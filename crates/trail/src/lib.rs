//! Core simulation state for the inkfield particle viewer.
//!
//! Everything in this crate is pure CPU state with no GPU or windowing
//! dependencies, so the whole interactive pipeline can be unit tested. The
//! per-frame flow the renderer drives looks like:
//!
//! ```text
//!   pointer event ──▶ ndc_from_screen ──▶ Ray::from_ndc
//!                                             │
//!                      ReferenceSurface::intersect ──▶ CursorState
//!                                                          │
//!                              DisplacementBuffer::advance ─┘
//!                                     │
//!                                     └──▶ R8 texture upload (renderer)
//! ```
//!
//! [`FieldLayout`] carries the aspect-tier policy that sizes the particle
//! grid and the displacement buffer, and [`FieldSlot`] guards the
//! release-then-create ordering when the active image changes.

mod cursor;
mod displacement;
mod field;
mod lifecycle;
mod pointer;

pub use cursor::{CursorState, CursorStep};
pub use displacement::{
    DisplacementBuffer, Tuning, FADE_OPACITY, GLOW_SIZE_DIVISOR, SPEED_SENSITIVITY,
};
pub use field::{
    particle_seeds, FieldError, FieldLayout, ParticleSeed, BASE_PLANE_HEIGHT, BUFFER_HEIGHT,
    WIDESCREEN_ASPECT,
};
pub use lifecycle::FieldSlot;
pub use pointer::{ndc_from_screen, uv_to_buffer, Ray, ReferenceSurface};
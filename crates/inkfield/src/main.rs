//! Entry point wiring for the inkfield viewer: parses the CLI surface,
//! initialises tracing, resolves the image catalog, and hands a
//! `ViewerConfig` to the renderer.

mod catalog;
mod cli;
mod run;

use anyhow::Result;

fn main() -> Result<()> {
    let cli = cli::parse();
    run::initialise_tracing();
    run::run(cli)
}
use anyhow::{Context, Result};
use renderer::{Viewer, ViewerConfig};
use tracing_subscriber::EnvFilter;

use crate::catalog;
use crate::cli::Cli;

const DEFAULT_WINDOW_SIZE: (u32, u32) = (1280, 720);

pub fn initialise_tracing() {
    let default_filter =
        "warn,inkfield=info,renderer=info,naga=error,wgpu=error,wgpu_core=error,wgpu_hal=error,winit=error";
    let filter =
        EnvFilter::try_from_default_env().unwrap_or_else(|_| EnvFilter::new(default_filter));
    tracing_subscriber::fmt()
        .with_env_filter(filter)
        .with_target(false)
        .init();
}

pub fn run(cli: Cli) -> Result<()> {
    let entries = match &cli.catalog {
        Some(manifest) => catalog::from_manifest(manifest)
            .with_context(|| format!("failed to load catalog {}", manifest.display()))?,
        None => catalog::from_paths(&cli.images).context("no images supplied")?,
    };

    let window_size = cli
        .window
        .as_deref()
        .map(parse_window_size)
        .transpose()?
        .unwrap_or(DEFAULT_WINDOW_SIZE);

    tracing::info!(
        images = entries.len(),
        first = %entries[0].name,
        debug = cli.debug,
        "starting inkfield viewer"
    );

    let config = ViewerConfig {
        window_size,
        entries,
        particle_size: cli.size.clamp(0.0, 1.0),
        debug: cli.debug,
    };
    Viewer::new(config).run()
}

/// Parses `WIDTHxHEIGHT` (e.g. `1280x720`) into physical pixels.
fn parse_window_size(value: &str) -> Result<(u32, u32)> {
    let (width, height) = value
        .split_once(['x', 'X'])
        .with_context(|| format!("expected WIDTHxHEIGHT, got `{value}`"))?;
    let width: u32 = width
        .trim()
        .parse()
        .with_context(|| format!("invalid width in `{value}`"))?;
    let height: u32 = height
        .trim()
        .parse()
        .with_context(|| format!("invalid height in `{value}`"))?;
    anyhow::ensure!(width > 0 && height > 0, "window size must be non-zero");
    Ok((width, height))
}
//! Simple arbitrage end to end against paper venues

mod common;

use std::time::Duration;

use aleph_fsm::core::{ExchangeError, Orderbook, PriceLevel, Severity, Symbol};
use aleph_fsm::exchanges::Operation;
use aleph_fsm::machine::{MetricExtension, StrategyMetrics, UnwindOutcome};
use aleph_fsm::strategies::{SimpleArbitrageConfig, SimpleArbitrageState, SimpleArbitrageStrategy};
use aleph_fsm::{Error, StrategyMachine};
use common::{arbitrage_venues, fast_deps, launch, step_until};
use rust_decimal_macros::dec;

fn config() -> SimpleArbitrageConfig {
    let mut cfg = SimpleArbitrageConfig::new("venue-a", "venue-b", "BTC-USD", dec!(10));
    cfg.fee_rate_a = dec!(0.0001);
    cfg.fee_rate_b = dec!(0.0001);
    cfg
}

#[tokio::test]
async fn test_profit_is_sell_minus_buy_less_fees() {
    let (a, b) = arbitrage_venues(dec!(0.0001));
    let deps = fast_deps(&[&a, &b]);
    let mut arb =
        SimpleArbitrageStrategy::new(launch("arb-a", Duration::from_secs(5)), &deps, config()).unwrap();

    let result = arb.run_cycle().await.unwrap();

    assert!(result.success, "{:?}", result.error);
    assert_eq!(result.final_state, "Completed");
    assert_eq!(result.orders_executed, 2);
    assert_eq!(result.realized_pnl, dec!(6));
    assert_eq!(result.fees, dec!(0.2006));
    assert_eq!(result.net_pnl(), dec!(5.7994));

    let StrategyMetrics::Arbitrage(metrics) = &result.metrics else {
        panic!("wrong metrics family");
    };
    assert_eq!(metrics.net_profit, Some(dec!(5.7994)));
    assert_eq!(metrics.matched_quantity, dec!(10));
    assert_eq!(metrics.buy_venue.as_deref(), Some("venue-a"));
    assert_eq!(metrics.sell_venue.as_deref(), Some("venue-b"));

    let symbol = Symbol::new("BTC-USD");
    assert_eq!(a.position_quantity(&symbol), dec!(10));
    assert_eq!(b.position_quantity(&symbol), dec!(-10));
}

#[tokio::test]
async fn test_sell_failure_after_buy_is_escalated_not_retried() {
    let (a, b) = arbitrage_venues(dec!(0.0001));
    b.fail_next(
        Operation::PlaceMarket,
        ExchangeError::InsufficientBalance("no BTC to sell".into()),
    );
    let deps = fast_deps(&[&a, &b]);
    let mut arb =
        SimpleArbitrageStrategy::new(launch("arb-d", Duration::from_secs(5)), &deps, config()).unwrap();

    let result = arb.run_cycle().await.unwrap();

    assert!(!result.success);
    assert_eq!(result.final_state, "Error");
    assert_eq!(result.error_severity, Some(Severity::Escalation));
    let escalation = result.escalation.expect("escalation recorded");
    assert_eq!(escalation.filled_leg, "venue-a:BTC-USD");
    assert_eq!(escalation.failed_leg, "venue-b:BTC-USD");
    assert_eq!(escalation.exposure_quantity, dec!(10));
    assert_eq!(escalation.unwind, UnwindOutcome::NotAttempted);

    // One placement attempt on the sell venue, and the buy is left standing
    assert_eq!(b.call_count(Operation::PlaceMarket), 1);
    assert_eq!(a.position_quantity(&Symbol::new("BTC-USD")), dec!(10));
}

#[tokio::test]
async fn test_scan_budget_completes_without_trading() {
    let (a, b) = arbitrage_venues(dec!(0.0001));
    b.set_quote("BTC-USD", dec!(99.95), dec!(100.05));
    let deps = fast_deps(&[&a, &b]);
    let mut cfg = config();
    cfg.max_scans = Some(3);
    cfg.scan_interval_ms = 1;
    let mut arb = SimpleArbitrageStrategy::new(launch("arb-idle", Duration::from_secs(5)), &deps, cfg).unwrap();

    let result = arb.run_cycle().await.unwrap();

    assert!(result.success);
    assert_eq!(result.orders_executed, 0);
    assert_eq!(a.call_count(Operation::PlaceMarket), 0);
    assert_eq!(arb.metrics().opportunities_scanned, 3);
}

#[tokio::test]
async fn test_size_capped_to_top_of_book() {
    let (a, b) = arbitrage_venues(dec!(0.0001));
    let deps = fast_deps(&[&a, &b]);
    let mut cfg = config();
    cfg.quantity = dec!(150);
    let mut arb = SimpleArbitrageStrategy::new(launch("arb-cap", Duration::from_secs(5)), &deps, cfg).unwrap();

    let result = arb.run_cycle().await.unwrap();

    assert!(result.success, "{:?}", result.error);
    let StrategyMetrics::Arbitrage(metrics) = &result.metrics else {
        panic!("wrong metrics family");
    };
    assert_eq!(metrics.matched_quantity, dec!(100));
}

#[tokio::test]
async fn test_thin_book_sends_back_to_scanning() {
    let (a, b) = arbitrage_venues(dec!(0.0001));
    // 5 lots at the touch, the rest 100bps away
    a.set_orderbook(Orderbook {
        symbol: Symbol::new("BTC-USD"),
        bids: vec![PriceLevel::new(dec!(99.9), dec!(100))],
        asks: vec![
            PriceLevel::new(dec!(100), dec!(5)),
            PriceLevel::new(dec!(101), dec!(100)),
        ],
        timestamp: 0,
    });
    let deps = fast_deps(&[&a, &b]);
    let mut cfg = config();
    cfg.max_scans = Some(2);
    cfg.scan_interval_ms = 1;
    let mut arb = SimpleArbitrageStrategy::new(launch("arb-thin", Duration::from_secs(5)), &deps, cfg).unwrap();

    let result = arb.run_cycle().await.unwrap();

    assert!(result.success);
    assert_eq!(result.orders_executed, 0);
    assert_eq!(arb.metrics().validation_failures, 2);
    assert_eq!(a.call_count(Operation::PlaceMarket), 0);
}

#[tokio::test]
async fn test_stalled_venue_hits_deadline() {
    let (a, b) = arbitrage_venues(dec!(0.0001));
    a.set_latency(Duration::from_millis(1100));
    b.set_latency(Duration::from_millis(1100));
    let deps = fast_deps(&[&a, &b]);
    let mut arb =
        SimpleArbitrageStrategy::new(launch("arb-c", Duration::from_millis(1000)), &deps, config()).unwrap();

    let result = arb.run_cycle().await.unwrap();

    assert!(!result.success);
    assert_eq!(result.final_state, "Error");
    assert!(result.execution_time_ms >= 1000);
    assert_eq!(a.call_count(Operation::PlaceMarket), 0);
}

#[tokio::test]
async fn test_result_is_emitted_once() {
    let (a, b) = arbitrage_venues(dec!(0.0001));
    let deps = fast_deps(&[&a, &b]);
    let mut arb =
        SimpleArbitrageStrategy::new(launch("arb-once", Duration::from_secs(5)), &deps, config()).unwrap();

    arb.run_cycle().await.unwrap();
    assert!(matches!(arb.run_cycle().await, Err(Error::AlreadyFinished)));
}

#[tokio::test]
async fn test_deadline_between_legs_escalates_open_buy() {
    let (a, b) = arbitrage_venues(dec!(0.0001));
    let deps = fast_deps(&[&a, &b]);
    let mut arb =
        SimpleArbitrageStrategy::new(launch("arb-late", Duration::from_millis(300)), &deps, config()).unwrap();

    let ready = step_until(&mut arb, 10, |m| {
        m.context().state() == SimpleArbitrageState::ExecutingBuySide
    })
    .await;
    assert!(ready);

    // The buy fills, but only after the deadline
    a.set_latency(Duration::from_millis(350));
    let result = arb.run_cycle().await.unwrap();

    assert!(!result.success);
    assert_eq!(result.final_state, "Error");
    assert_eq!(result.error_severity, Some(Severity::Escalation));
    let escalation = result.escalation.expect("open buy escalated");
    assert_eq!(escalation.filled_leg, "venue-a:BTC-USD");
    assert_eq!(escalation.failed_leg, "venue-b:BTC-USD");
    assert_eq!(escalation.exposure_quantity, dec!(10));
    assert_eq!(escalation.unwind, UnwindOutcome::NotAttempted);
    assert!(escalation.reason.contains("timed out"));
    assert_eq!(
        result.extension,
        Some(MetricExtension::ResidualExposure {
            leg: "venue-a:BTC-USD".into(),
            quantity: dec!(10),
        })
    );

    assert_eq!(b.call_count(Operation::PlaceMarket), 0);
    assert_eq!(a.position_quantity(&Symbol::new("BTC-USD")), dec!(10));
}

#[tokio::test]
async fn test_cancel_between_legs_escalates_open_buy() {
    let (a, b) = arbitrage_venues(dec!(0.0001));
    let deps = fast_deps(&[&a, &b]);
    let mut arb =
        SimpleArbitrageStrategy::new(launch("arb-cancel", Duration::from_secs(5)), &deps, config()).unwrap();

    let bought = step_until(&mut arb, 10, |m| {
        m.context().state() == SimpleArbitrageState::ExecutingSellSide
    })
    .await;
    assert!(bought);

    arb.context().cancel_handle().cancel();
    let result = arb.run_cycle().await.unwrap();

    assert_eq!(result.final_state, "Cancelled");
    assert!(result.escalated());
    assert_eq!(result.error_severity, Some(Severity::Escalation));
    let escalation = result.escalation.expect("open buy escalated");
    assert_eq!(escalation.filled_leg, "venue-a:BTC-USD");
    assert_eq!(escalation.exposure_quantity, dec!(10));
    assert!(matches!(result.extension, Some(MetricExtension::ResidualExposure { .. })));
    assert_eq!(b.call_count(Operation::PlaceMarket), 0);
}

#[tokio::test]
async fn test_completed_arbitrage_reports_no_residual() {
    let (a, b) = arbitrage_venues(dec!(0.0001));
    let deps = fast_deps(&[&a, &b]);
    let mut arb =
        SimpleArbitrageStrategy::new(launch("arb-flat", Duration::from_secs(5)), &deps, config()).unwrap();

    let result = arb.run_cycle().await.unwrap();
    assert!(result.success);
    assert!(result.escalation.is_none());
    assert!(result.extension.is_none());
}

◆ ◆ ◆ ◆ ◆

#### [TASK GOAL]
Go through the material above and return each line that holds the word "ExchangeError".

#### [OUTPUT OF THE TASK]
use aleph_fsm::core::{ExchangeError, Orderbook, PriceLevel, Severity, Symbol};
        ExchangeError::InsufficientBalance("no BTC to sell".into()),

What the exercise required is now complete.